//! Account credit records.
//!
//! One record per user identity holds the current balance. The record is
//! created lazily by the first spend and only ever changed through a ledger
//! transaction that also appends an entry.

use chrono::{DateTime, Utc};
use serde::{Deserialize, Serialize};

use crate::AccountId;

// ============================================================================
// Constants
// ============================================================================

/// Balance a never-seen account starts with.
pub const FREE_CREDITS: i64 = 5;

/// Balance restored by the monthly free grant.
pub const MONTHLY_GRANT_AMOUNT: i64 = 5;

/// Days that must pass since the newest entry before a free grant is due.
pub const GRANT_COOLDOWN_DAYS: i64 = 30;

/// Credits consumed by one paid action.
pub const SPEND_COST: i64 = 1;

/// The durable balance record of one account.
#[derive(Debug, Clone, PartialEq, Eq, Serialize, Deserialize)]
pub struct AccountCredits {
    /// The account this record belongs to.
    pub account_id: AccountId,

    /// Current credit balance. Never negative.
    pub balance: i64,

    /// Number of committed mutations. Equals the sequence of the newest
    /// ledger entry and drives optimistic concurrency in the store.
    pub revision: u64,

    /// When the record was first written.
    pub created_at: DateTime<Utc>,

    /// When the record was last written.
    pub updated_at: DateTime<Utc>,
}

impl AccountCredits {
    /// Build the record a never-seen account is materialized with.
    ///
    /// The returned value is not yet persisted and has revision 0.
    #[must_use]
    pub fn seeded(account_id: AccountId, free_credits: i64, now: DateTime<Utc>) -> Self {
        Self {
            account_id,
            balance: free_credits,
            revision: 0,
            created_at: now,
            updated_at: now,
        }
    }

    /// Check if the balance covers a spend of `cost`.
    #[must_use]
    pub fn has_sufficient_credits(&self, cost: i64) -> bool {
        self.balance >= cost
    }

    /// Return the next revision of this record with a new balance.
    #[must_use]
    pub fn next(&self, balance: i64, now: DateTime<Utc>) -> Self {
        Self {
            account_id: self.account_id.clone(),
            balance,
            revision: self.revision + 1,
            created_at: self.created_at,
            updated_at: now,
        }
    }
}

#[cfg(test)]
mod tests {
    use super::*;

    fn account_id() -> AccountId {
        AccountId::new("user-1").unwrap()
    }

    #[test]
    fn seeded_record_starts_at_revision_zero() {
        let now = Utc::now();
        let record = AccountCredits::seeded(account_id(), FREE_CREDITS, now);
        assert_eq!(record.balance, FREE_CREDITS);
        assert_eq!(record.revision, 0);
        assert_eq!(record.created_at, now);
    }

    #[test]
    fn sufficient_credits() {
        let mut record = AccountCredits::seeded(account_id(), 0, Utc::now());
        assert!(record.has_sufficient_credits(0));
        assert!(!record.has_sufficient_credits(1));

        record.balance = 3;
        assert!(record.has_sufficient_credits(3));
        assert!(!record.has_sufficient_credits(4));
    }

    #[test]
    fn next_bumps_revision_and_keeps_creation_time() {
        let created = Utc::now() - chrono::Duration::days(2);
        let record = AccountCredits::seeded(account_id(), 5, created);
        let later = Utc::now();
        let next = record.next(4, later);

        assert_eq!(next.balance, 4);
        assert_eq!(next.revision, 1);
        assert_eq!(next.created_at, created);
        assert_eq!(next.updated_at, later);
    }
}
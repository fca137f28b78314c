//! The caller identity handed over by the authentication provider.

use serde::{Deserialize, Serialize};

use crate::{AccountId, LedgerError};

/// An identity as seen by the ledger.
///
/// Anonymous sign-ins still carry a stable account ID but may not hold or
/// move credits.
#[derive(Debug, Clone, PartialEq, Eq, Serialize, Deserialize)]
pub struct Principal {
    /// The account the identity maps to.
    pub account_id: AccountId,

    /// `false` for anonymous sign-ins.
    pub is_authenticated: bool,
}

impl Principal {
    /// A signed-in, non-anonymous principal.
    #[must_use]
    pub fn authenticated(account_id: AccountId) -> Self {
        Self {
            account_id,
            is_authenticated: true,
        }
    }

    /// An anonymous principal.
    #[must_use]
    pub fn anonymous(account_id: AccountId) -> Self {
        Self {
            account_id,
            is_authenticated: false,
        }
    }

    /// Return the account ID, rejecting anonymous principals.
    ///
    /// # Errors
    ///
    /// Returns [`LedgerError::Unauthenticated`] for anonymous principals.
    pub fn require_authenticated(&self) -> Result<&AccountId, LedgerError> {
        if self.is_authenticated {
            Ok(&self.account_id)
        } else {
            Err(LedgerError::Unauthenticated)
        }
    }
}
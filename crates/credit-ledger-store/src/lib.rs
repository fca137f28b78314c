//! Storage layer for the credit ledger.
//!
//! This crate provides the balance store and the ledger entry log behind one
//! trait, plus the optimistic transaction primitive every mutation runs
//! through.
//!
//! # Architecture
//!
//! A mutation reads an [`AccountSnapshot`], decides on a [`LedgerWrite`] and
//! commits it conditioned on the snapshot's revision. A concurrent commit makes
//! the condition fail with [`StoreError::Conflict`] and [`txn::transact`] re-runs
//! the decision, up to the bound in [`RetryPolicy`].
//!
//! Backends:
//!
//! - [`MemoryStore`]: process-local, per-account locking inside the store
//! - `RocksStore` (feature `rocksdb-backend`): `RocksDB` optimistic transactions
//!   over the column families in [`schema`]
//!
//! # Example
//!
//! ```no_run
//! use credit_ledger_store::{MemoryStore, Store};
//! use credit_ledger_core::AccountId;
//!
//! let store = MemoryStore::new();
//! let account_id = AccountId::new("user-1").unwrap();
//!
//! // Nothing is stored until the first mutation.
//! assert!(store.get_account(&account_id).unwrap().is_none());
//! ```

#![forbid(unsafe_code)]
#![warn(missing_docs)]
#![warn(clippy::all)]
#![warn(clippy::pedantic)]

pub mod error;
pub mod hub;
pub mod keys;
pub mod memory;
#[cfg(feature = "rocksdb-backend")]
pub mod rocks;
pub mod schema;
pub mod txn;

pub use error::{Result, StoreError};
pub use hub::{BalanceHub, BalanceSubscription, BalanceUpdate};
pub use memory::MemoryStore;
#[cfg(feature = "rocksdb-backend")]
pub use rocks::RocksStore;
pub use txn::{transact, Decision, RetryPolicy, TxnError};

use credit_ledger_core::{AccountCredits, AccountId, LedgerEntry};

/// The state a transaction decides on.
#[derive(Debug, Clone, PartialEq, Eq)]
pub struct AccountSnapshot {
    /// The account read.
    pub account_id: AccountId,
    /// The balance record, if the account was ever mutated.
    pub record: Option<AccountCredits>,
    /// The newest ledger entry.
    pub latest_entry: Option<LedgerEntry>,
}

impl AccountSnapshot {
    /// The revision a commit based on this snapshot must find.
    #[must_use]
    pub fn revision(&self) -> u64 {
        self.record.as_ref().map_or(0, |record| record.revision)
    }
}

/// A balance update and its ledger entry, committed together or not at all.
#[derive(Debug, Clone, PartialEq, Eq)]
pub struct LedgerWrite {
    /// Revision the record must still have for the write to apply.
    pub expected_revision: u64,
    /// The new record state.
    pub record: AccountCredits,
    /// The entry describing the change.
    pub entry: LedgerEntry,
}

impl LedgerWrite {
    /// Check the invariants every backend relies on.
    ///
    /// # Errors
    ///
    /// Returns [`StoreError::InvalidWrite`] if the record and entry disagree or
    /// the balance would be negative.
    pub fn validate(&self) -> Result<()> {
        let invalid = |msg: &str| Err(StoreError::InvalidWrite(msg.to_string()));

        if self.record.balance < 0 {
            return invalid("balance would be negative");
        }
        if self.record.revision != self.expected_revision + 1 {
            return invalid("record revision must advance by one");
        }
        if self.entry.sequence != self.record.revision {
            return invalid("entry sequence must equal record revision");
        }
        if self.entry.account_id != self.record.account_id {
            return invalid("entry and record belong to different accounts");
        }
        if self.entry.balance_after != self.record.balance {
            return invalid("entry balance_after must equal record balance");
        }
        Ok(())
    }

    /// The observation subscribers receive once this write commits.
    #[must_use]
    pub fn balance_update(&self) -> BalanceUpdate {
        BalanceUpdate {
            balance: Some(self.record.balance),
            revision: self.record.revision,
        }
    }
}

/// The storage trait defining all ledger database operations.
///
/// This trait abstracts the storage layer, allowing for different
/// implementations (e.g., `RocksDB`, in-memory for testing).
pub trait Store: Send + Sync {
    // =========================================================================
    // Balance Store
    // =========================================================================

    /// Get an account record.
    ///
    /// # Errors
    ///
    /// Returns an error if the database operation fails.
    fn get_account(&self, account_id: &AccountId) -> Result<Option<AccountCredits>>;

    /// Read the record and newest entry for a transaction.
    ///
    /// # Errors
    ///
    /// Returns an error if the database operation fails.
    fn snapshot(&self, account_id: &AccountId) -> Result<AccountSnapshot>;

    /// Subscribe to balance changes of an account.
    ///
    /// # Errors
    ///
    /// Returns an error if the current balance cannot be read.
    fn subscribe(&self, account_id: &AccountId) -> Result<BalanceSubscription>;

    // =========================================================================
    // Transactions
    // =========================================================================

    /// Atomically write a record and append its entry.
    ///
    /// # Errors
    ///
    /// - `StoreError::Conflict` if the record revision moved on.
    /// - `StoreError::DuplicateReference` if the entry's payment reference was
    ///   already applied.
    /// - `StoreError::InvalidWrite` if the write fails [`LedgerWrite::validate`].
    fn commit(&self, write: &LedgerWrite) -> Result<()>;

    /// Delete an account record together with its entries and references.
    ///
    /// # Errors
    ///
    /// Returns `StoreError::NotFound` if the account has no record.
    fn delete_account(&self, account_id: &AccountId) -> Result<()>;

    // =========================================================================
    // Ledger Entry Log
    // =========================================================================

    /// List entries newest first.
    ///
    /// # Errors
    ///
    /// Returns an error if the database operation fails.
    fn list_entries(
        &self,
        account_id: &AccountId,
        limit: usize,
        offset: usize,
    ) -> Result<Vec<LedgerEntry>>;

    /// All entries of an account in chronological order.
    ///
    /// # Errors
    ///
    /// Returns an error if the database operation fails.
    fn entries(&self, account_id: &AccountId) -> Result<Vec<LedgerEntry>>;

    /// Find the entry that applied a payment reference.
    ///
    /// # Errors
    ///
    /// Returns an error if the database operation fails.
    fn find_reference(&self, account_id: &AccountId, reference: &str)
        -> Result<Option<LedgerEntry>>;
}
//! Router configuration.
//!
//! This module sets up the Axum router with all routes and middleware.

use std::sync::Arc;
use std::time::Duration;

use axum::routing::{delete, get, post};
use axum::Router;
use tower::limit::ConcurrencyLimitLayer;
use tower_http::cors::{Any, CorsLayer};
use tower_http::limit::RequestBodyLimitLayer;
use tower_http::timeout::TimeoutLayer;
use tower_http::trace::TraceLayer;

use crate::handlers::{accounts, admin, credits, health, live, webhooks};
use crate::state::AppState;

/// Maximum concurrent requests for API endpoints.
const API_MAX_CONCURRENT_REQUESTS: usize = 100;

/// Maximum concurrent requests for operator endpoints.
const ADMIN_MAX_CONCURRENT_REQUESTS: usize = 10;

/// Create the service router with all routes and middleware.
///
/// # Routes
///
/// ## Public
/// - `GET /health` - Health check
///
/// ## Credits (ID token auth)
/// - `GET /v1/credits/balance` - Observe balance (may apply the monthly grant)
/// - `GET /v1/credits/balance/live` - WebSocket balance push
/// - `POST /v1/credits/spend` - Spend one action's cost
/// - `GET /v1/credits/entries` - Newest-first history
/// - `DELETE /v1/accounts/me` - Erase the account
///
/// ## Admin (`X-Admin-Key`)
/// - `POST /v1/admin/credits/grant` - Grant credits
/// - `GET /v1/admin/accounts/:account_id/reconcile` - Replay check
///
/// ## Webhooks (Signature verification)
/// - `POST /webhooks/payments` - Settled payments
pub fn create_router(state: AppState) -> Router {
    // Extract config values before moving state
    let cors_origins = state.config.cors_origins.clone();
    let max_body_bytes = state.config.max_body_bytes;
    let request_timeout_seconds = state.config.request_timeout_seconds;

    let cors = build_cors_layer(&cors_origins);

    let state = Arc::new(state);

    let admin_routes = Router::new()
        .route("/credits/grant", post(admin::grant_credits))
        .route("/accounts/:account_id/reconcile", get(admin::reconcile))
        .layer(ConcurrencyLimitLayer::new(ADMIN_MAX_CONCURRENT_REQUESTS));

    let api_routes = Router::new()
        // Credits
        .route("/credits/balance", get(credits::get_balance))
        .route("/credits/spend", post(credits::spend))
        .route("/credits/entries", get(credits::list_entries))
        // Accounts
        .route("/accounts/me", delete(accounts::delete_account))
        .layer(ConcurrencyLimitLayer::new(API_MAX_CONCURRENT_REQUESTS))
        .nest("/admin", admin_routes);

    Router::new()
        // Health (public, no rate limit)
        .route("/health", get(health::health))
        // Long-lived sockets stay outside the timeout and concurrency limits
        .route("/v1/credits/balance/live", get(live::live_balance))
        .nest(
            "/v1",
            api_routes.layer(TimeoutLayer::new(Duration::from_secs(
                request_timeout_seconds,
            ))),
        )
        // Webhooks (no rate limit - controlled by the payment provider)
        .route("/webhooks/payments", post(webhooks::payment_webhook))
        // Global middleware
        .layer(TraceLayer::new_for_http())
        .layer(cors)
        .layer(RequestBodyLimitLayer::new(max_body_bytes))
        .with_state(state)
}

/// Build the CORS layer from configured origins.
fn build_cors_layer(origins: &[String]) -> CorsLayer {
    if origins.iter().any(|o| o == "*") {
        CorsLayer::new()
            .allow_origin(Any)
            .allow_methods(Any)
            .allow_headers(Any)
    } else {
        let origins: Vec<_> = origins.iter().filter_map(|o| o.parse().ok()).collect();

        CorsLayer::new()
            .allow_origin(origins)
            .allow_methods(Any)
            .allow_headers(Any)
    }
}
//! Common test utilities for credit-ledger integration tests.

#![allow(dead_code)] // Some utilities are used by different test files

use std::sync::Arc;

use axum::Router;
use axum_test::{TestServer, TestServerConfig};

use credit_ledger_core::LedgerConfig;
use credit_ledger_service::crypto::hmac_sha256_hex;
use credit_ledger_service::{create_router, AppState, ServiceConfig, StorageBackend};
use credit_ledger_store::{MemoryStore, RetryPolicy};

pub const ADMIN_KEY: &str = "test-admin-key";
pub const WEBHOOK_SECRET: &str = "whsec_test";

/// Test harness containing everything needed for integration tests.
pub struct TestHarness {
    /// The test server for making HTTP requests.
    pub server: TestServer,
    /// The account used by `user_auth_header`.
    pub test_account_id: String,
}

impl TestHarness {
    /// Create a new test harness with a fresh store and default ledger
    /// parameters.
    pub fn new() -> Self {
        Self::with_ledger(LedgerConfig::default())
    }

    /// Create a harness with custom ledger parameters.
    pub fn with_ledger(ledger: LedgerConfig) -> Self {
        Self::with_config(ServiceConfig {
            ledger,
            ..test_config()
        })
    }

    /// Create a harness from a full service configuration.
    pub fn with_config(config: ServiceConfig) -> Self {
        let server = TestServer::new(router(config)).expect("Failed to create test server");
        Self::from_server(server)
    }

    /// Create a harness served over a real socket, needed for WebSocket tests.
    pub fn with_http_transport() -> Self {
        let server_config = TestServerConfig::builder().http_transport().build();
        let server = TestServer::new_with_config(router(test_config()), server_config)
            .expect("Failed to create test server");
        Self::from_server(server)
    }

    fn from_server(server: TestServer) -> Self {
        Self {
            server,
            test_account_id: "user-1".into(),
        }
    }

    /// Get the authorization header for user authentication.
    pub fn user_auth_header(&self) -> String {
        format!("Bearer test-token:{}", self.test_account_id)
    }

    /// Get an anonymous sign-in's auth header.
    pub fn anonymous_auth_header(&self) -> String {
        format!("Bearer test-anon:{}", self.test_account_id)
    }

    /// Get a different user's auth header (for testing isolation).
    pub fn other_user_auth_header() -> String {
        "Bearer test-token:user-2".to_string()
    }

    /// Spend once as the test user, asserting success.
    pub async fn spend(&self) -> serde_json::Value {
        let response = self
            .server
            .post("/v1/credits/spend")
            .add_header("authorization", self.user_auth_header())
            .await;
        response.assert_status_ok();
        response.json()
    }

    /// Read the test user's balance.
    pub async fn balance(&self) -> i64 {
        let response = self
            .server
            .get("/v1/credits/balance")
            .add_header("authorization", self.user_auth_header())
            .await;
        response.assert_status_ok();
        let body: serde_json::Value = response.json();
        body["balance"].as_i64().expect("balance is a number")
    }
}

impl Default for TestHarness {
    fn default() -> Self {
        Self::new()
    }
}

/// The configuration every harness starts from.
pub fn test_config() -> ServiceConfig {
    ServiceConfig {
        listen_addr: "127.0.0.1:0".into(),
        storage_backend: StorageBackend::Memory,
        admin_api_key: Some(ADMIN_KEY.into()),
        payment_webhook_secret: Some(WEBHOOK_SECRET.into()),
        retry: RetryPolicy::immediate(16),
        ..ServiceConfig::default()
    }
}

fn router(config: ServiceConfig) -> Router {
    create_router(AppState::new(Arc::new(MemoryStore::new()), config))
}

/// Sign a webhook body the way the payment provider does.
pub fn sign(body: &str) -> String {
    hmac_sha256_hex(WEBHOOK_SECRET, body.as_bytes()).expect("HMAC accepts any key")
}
* * * *
▸ DIRECTIONS
Beginning with the line that has "and record belong" and ending with the line that has "revision moved on.", set down the lines above exactly and include no others.

▸ EXERCISE ANSWER
            return invalid("entry and record belong to different accounts");
        }
        if self.entry.balance_after != self.record.balance {
            return invalid("entry balance_after must equal record balance");
        }
        Ok(())
    }

    /// The observation subscribers receive once this write commits.
    #[must_use]
    pub fn balance_update(&self) -> BalanceUpdate {
        BalanceUpdate {
            balance: Some(self.record.balance),
            revision: self.record.revision,
        }
    }
}

/// The storage trait defining all ledger database operations.
///
/// This trait abstracts the storage layer, allowing for different
/// implementations (e.g., `RocksDB`, in-memory for testing).
pub trait Store: Send + Sync {
    // =========================================================================
    // Balance Store
    // =========================================================================

    /// Get an account record.
    ///
    /// # Errors
    ///
    /// Returns an error if the database operation fails.
    fn get_account(&self, account_id: &AccountId) -> Result<Option<AccountCredits>>;

    /// Read the record and newest entry for a transaction.
    ///
    /// # Errors
    ///
    /// Returns an error if the database operation fails.
    fn snapshot(&self, account_id: &AccountId) -> Result<AccountSnapshot>;

    /// Subscribe to balance changes of an account.
    ///
    /// # Errors
    ///
    /// Returns an error if the current balance cannot be read.
    fn subscribe(&self, account_id: &AccountId) -> Result<BalanceSubscription>;

    // =========================================================================
    // Transactions
    // =========================================================================

    /// Atomically write a record and append its entry.
    ///
    /// # Errors
    ///
    /// - `StoreError::Conflict` if the record revision moved on.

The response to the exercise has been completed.